ADDRESSES: Agent—c/o Kate Shaw, 18-21 Cavaye Place, London SW10 9PT, England.
CAREER: Writer, novelist, and journalist. Has worked as a waitress, stone-wall builder, ranch hand, documentary filmmaker, screenwriter, and housecleaner.
Away from You, St. Martin's Griffin (New York, NY), 2005.
SIDELIGHTS: Born and raised for the first twelve years of her life in Kenya, writer and novelist Melanie Finn was educated in the United States and has worked a variety of jobs throughout the world. Finn's first book, Away from You, is a "well-crafted debut novel of self-discovery," commented a Publishers Weekly reviewer. The novel portrays Ellie Cameron, who lives an aimless and undefined life with her boyfriend, Peter, in Santa Fe, New Mexico. When a surprise letter arrives from Nairobi, Ellie learns that her estranged father has died. Though she has not seen him, or the African continent, in twenty-five years, he has bequeathed her a substantial fortune in Kenya. When Ellie arrives in Kenya she finds that the country has changed drastically; the British colonial era in which she and her parents lived is well and truly over. Her old home has been demolished and a strip mall stands in its place.
Critics deemed Finn's story to be a strong one. "Finn writes with cool detachment and is best in recreating life among the fading colonialists," observed a Kirkus Reviews critic. Harriet Klausner, writing on the Best Reviews Web site, stated that Away from You "is a fabulous story of a woman in search of more than just her roots; she seeks her soul." Additionally, a Publishers Weekly contributor concluded that "An exotic setting, a solid story and lovely prose add up to a promising first fiction."

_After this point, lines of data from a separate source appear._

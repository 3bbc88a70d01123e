/// User model and database operations
///
/// This module provides the User model and the queries behind sign-up,
/// login, credential resets, email verification and subscription changes.
///
/// # Schema
///
/// ```sql
/// CREATE TABLE users (
///     id INTEGER PRIMARY KEY AUTOINCREMENT,
///     email TEXT NOT NULL UNIQUE COLLATE NOCASE,
///     password_hash TEXT,
///     name TEXT,
///     provider TEXT NOT NULL DEFAULT 'credentials',
///     role TEXT NOT NULL DEFAULT 'user',
///     subscription_tier TEXT NOT NULL DEFAULT 'free',
///     subscription_status TEXT NOT NULL DEFAULT 'active',
///     subscription_expires_at TEXT,
///     stripe_customer_id TEXT,
///     email_verified INTEGER NOT NULL DEFAULT 0,
///     verification_token TEXT UNIQUE,
///     verification_token_expires TEXT,
///     reset_token TEXT UNIQUE,
///     reset_token_expiry TEXT,
///     email_preferences TEXT NOT NULL,
///     created_at TEXT NOT NULL DEFAULT CURRENT_TIMESTAMP,
///     updated_at TEXT NOT NULL DEFAULT CURRENT_TIMESTAMP,
///     last_login_at TEXT
/// );
/// ```
///
/// # Example
///
/// ```no_run
/// use collegecomps_shared::models::user::{CreateUser, User};
/// use sqlx::SqlitePool;
///
/// # async fn example(pool: SqlitePool) -> Result<(), sqlx::Error> {
/// let user = User::create(&pool, CreateUser {
///     email: "student@example.com".to_string(),
///     password_hash: Some("$argon2id$...".to_string()),
///     name: Some("Student".to_string()),
///     provider: "credentials".to_string(),
/// }).await?;
///
/// let found = User::find_by_email(&pool, "STUDENT@example.com").await?;
/// assert_eq!(found.map(|u| u.id), Some(user.id));
/// # Ok(())
/// # }
/// ```

use chrono::{DateTime, Utc};
use serde::{Deserialize, Serialize};
use sqlx::types::Json;
use sqlx::SqlitePool;

/// Which marketing and digest emails a user receives
#[derive(Debug, Clone, Copy, PartialEq, Eq, Serialize, Deserialize)]
#[serde(rename_all = "camelCase")]
pub struct EmailPreferences {
    #[serde(default = "enabled")]
    pub marketing: bool,

    #[serde(default = "enabled")]
    pub product_updates: bool,

    #[serde(default = "enabled")]
    pub weekly_digest: bool,
}

fn enabled() -> bool {
    true
}

impl Default for EmailPreferences {
    fn default() -> Self {
        Self::all(true)
    }
}

impl EmailPreferences {
    /// Every category set to `value`
    pub fn all(value: bool) -> Self {
        Self {
            marketing: value,
            product_updates: value,
            weekly_digest: value,
        }
    }
}

/// User account
///
/// Credential secrets (password hash, token hashes) are never serialized.
#[derive(Debug, Clone, Serialize, Deserialize, sqlx::FromRow)]
pub struct User {
    /// Unique user ID
    pub id: i64,

    /// Email address, unique case-insensitively
    pub email: String,

    /// Argon2id PHC hash, `None` for OAuth-only accounts
    #[serde(skip_serializing)]
    pub password_hash: Option<String>,

    /// Optional display name
    pub name: Option<String>,

    /// Sign-in provider (`credentials`, `google`, ...)
    pub provider: String,

    /// `user` or `admin`
    pub role: String,

    /// `free` or `premium`
    pub subscription_tier: String,

    /// Mirrors the Stripe subscription status (`active`, `canceled`, `expired`, ...)
    pub subscription_status: String,

    /// End of the paid period when the subscription is set to lapse
    pub subscription_expires_at: Option<DateTime<Utc>>,

    /// Stripe customer, set once checkout completes
    pub stripe_customer_id: Option<String>,

    /// Whether the email address has been verified
    pub email_verified: bool,

    /// SHA-256 of the outstanding verification token
    #[serde(skip_serializing)]
    pub verification_token: Option<String>,

    #[serde(skip_serializing)]
    pub verification_token_expires: Option<DateTime<Utc>>,

    /// SHA-256 of the outstanding password reset token
    #[serde(skip_serializing)]
    pub reset_token: Option<String>,

    #[serde(skip_serializing)]
    pub reset_token_expiry: Option<DateTime<Utc>>,

    /// Email opt-ins
    pub email_preferences: Json<EmailPreferences>,

    /// When the user account was created
    pub created_at: DateTime<Utc>,

    /// When the user account was last updated
    pub updated_at: DateTime<Utc>,

    /// When the user last logged in (None if never logged in)
    pub last_login_at: Option<DateTime<Utc>>,
}

/// Input for creating a new user
#[derive(Debug, Clone, Serialize, Deserialize)]
pub struct CreateUser {
    /// Email address, already trimmed and lowercased by the caller
    pub email: String,

    /// Argon2id password hash (NOT plaintext password!)
    pub password_hash: Option<String>,

    /// Optional display name
    pub name: Option<String>,

    /// Sign-in provider
    pub provider: String,
}

/// Subscription fields written by the billing webhook
#[derive(Debug, Clone)]
pub struct SubscriptionUpdate {
    pub tier: String,
    pub status: String,
    pub expires_at: Option<DateTime<Utc>>,
    /// Left unchanged when `None`
    pub stripe_customer_id: Option<String>,
}

impl User {
    /// Creates a new user in the database
    ///
    /// # Errors
    ///
    /// Returns a database error with `is_unique_violation()` set when the
    /// email is already registered.
    pub async fn create(pool: &SqlitePool, data: CreateUser) -> Result<Self, sqlx::Error> {
        let user = sqlx::query_as::<_, User>(
            r#"
            INSERT INTO users (email, password_hash, name, provider)
            VALUES (?, ?, ?, ?)
            RETURNING *
            "#,
        )
        .bind(data.email)
        .bind(data.password_hash)
        .bind(data.name)
        .bind(data.provider)
        .fetch_one(pool)
        .await?;

        Ok(user)
    }

    /// Finds a user by ID
    pub async fn find_by_id(pool: &SqlitePool, id: i64) -> Result<Option<Self>, sqlx::Error> {
        sqlx::query_as::<_, User>("SELECT * FROM users WHERE id = ?")
            .bind(id)
            .fetch_optional(pool)
            .await
    }

    /// Finds a user by email address
    ///
    /// The column is declared `COLLATE NOCASE`, so lookup is case-insensitive.
    pub async fn find_by_email(pool: &SqlitePool, email: &str) -> Result<Option<Self>, sqlx::Error> {
        sqlx::query_as::<_, User>("SELECT * FROM users WHERE email = ?")
            .bind(email.trim())
            .fetch_optional(pool)
            .await
    }

    /// Finds the user holding a reset token, by the token's SHA-256 hash
    ///
    /// Expiry is not checked here; callers distinguish "unknown" from "expired".
    pub async fn find_by_reset_token(
        pool: &SqlitePool,
        token_hash: &str,
    ) -> Result<Option<Self>, sqlx::Error> {
        sqlx::query_as::<_, User>("SELECT * FROM users WHERE reset_token = ?")
            .bind(token_hash)
            .fetch_optional(pool)
            .await
    }

    /// Finds the user holding a verification token, by the token's SHA-256 hash
    pub async fn find_by_verification_token(
        pool: &SqlitePool,
        token_hash: &str,
    ) -> Result<Option<Self>, sqlx::Error> {
        sqlx::query_as::<_, User>("SELECT * FROM users WHERE verification_token = ?")
            .bind(token_hash)
            .fetch_optional(pool)
            .await
    }

    /// Finds a user by Stripe customer id
    pub async fn find_by_stripe_customer(
        pool: &SqlitePool,
        customer_id: &str,
    ) -> Result<Option<Self>, sqlx::Error> {
        sqlx::query_as::<_, User>("SELECT * FROM users WHERE stripe_customer_id = ?")
            .bind(customer_id)
            .fetch_optional(pool)
            .await
    }

    /// Stores a reset token hash, replacing any outstanding one
    pub async fn set_reset_token(
        pool: &SqlitePool,
        id: i64,
        token_hash: &str,
        expires_at: DateTime<Utc>,
    ) -> Result<bool, sqlx::Error> {
        let result = sqlx::query(
            r#"
            UPDATE users
            SET reset_token = ?, reset_token_expiry = ?, updated_at = CURRENT_TIMESTAMP
            WHERE id = ?
            "#,
        )
        .bind(token_hash)
        .bind(expires_at)
        .bind(id)
        .execute(pool)
        .await?;

        Ok(result.rows_affected() > 0)
    }

    /// Sets a new password hash and clears any reset token
    pub async fn update_password(
        pool: &SqlitePool,
        id: i64,
        password_hash: &str,
    ) -> Result<bool, sqlx::Error> {
        let result = sqlx::query(
            r#"
            UPDATE users
            SET password_hash = ?,
                reset_token = NULL,
                reset_token_expiry = NULL,
                updated_at = CURRENT_TIMESTAMP
            WHERE id = ?
            "#,
        )
        .bind(password_hash)
        .bind(id)
        .execute(pool)
        .await?;

        Ok(result.rows_affected() > 0)
    }

    /// Stores a verification token hash, replacing any outstanding one
    pub async fn set_verification_token(
        pool: &SqlitePool,
        id: i64,
        token_hash: &str,
        expires_at: DateTime<Utc>,
    ) -> Result<bool, sqlx::Error> {
        let result = sqlx::query(
            r#"
            UPDATE users
            SET verification_token = ?, verification_token_expires = ?,
                updated_at = CURRENT_TIMESTAMP
            WHERE id = ?
            "#,
        )
        .bind(token_hash)
        .bind(expires_at)
        .bind(id)
        .execute(pool)
        .await?;

        Ok(result.rows_affected() > 0)
    }

    /// Marks the email verified and clears the verification token
    pub async fn mark_email_verified(pool: &SqlitePool, id: i64) -> Result<bool, sqlx::Error> {
        let result = sqlx::query(
            r#"
            UPDATE users
            SET email_verified = 1,
                verification_token = NULL,
                verification_token_expires = NULL,
                updated_at = CURRENT_TIMESTAMP
            WHERE id = ?
            "#,
        )
        .bind(id)
        .execute(pool)
        .await?;

        Ok(result.rows_affected() > 0)
    }

    /// Updates the display name
    pub async fn update_name(pool: &SqlitePool, id: i64, name: &str) -> Result<bool, sqlx::Error> {
        let result = sqlx::query(
            "UPDATE users SET name = ?, updated_at = CURRENT_TIMESTAMP WHERE id = ?",
        )
        .bind(name)
        .bind(id)
        .execute(pool)
        .await?;

        Ok(result.rows_affected() > 0)
    }

    /// Updates the last login timestamp for a user
    pub async fn update_last_login(pool: &SqlitePool, id: i64) -> Result<bool, sqlx::Error> {
        let result = sqlx::query("UPDATE users SET last_login_at = CURRENT_TIMESTAMP WHERE id = ?")
            .bind(id)
            .execute(pool)
            .await?;

        Ok(result.rows_affected() > 0)
    }

    /// Applies a subscription change
    pub async fn update_subscription(
        pool: &SqlitePool,
        id: i64,
        update: SubscriptionUpdate,
    ) -> Result<bool, sqlx::Error> {
        let result = sqlx::query(
            r#"
            UPDATE users
            SET subscription_tier = ?,
                subscription_status = ?,
                subscription_expires_at = ?,
                stripe_customer_id = COALESCE(?, stripe_customer_id),
                updated_at = CURRENT_TIMESTAMP
            WHERE id = ?
            "#,
        )
        .bind(update.tier)
        .bind(update.status)
        .bind(update.expires_at)
        .bind(update.stripe_customer_id)
        .bind(id)
        .execute(pool)
        .await?;

        Ok(result.rows_affected() > 0)
    }

    /// Replaces the email opt-ins
    pub async fn update_email_preferences(
        pool: &SqlitePool,
        id: i64,
        preferences: EmailPreferences,
    ) -> Result<bool, sqlx::Error> {
        let result = sqlx::query(
            "UPDATE users SET email_preferences = ?, updated_at = CURRENT_TIMESTAMP WHERE id = ?",
        )
        .bind(Json(preferences))
        .bind(id)
        .execute(pool)
        .await?;

        Ok(result.rows_affected() > 0)
    }

    /// Sets the account role
    pub async fn set_role(pool: &SqlitePool, id: i64, role: &str) -> Result<bool, sqlx::Error> {
        let result = sqlx::query("UPDATE users SET role = ? WHERE id = ?")
            .bind(role)
            .bind(id)
            .execute(pool)
            .await?;

        Ok(result.rows_affected() > 0)
    }

    /// Counts total number of users
    pub async fn count(pool: &SqlitePool) -> Result<i64, sqlx::Error> {
        let (count,): (i64,) = sqlx::query_as("SELECT COUNT(*) FROM users")
            .fetch_one(pool)
            .await?;

        Ok(count)
    }

    /// Whether the account can sign in with a password
    pub fn has_password(&self) -> bool {
        self.password_hash.is_some()
    }
}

Finn told CA: "I first became interested in writing when I realized I did well on any exam that had essay questions. Even if I didn't know what I was talking about, I could make it up and write well enough to cover up my lack of knowledge. There is a less-polite word for this, but luckily publishers call it 'fiction' and sell it.
"I love the classic authors like Graham Greene, Somerset Maugham, and Alec Waugh. They focused so much on character, and I think this is an art lost in most modern fiction (including, probably, my own!); it seems so much about style now—and I might blame this on Ernest Hemmingway (who was such a stylist), but I also love his work.
"I write from eight in the morning until about four or five in the afternoon; I take an hour off for lunch, and breaks for tea and reflection. I try to carve out 'islands' of time, and then I go away somewhere by myself and immerse myself in the work for a month solid. At the moment, I have a cottage in Tanga, a town on the Tanzanian coast. Alone (my husband is currently working on a film in Serengeti), I have only cooking, swimming, and writing to worry about!
"The most surprising thing I have learned as a writer is how much you have to rewrite and rewrite and rewrite. And then rewrite again. And again. And probably once more. I'd say most writing is actually about eighty percent rewriting. A favorite writer's joke: How do you tell a professional writer from an amateur? Answer: Sixty drafts.
"I hope my books will cause people to think about their relationships and their reasons for being angry at the people in their lives; to reevaluate how they see their place in their families and other relationships."
BIOGRAPHICAL AND CRITICAL SOURCES:
Kirkus Reviews, September 1, 2005, review of Away from You, p. 934.
Newsweek International, August 23, 2004, Ginanne Brownell and Jenny Barchfield, review of Away from You, p. 55.
Publishers Weekly, September 5, 2005, review of Away from You, p. 34.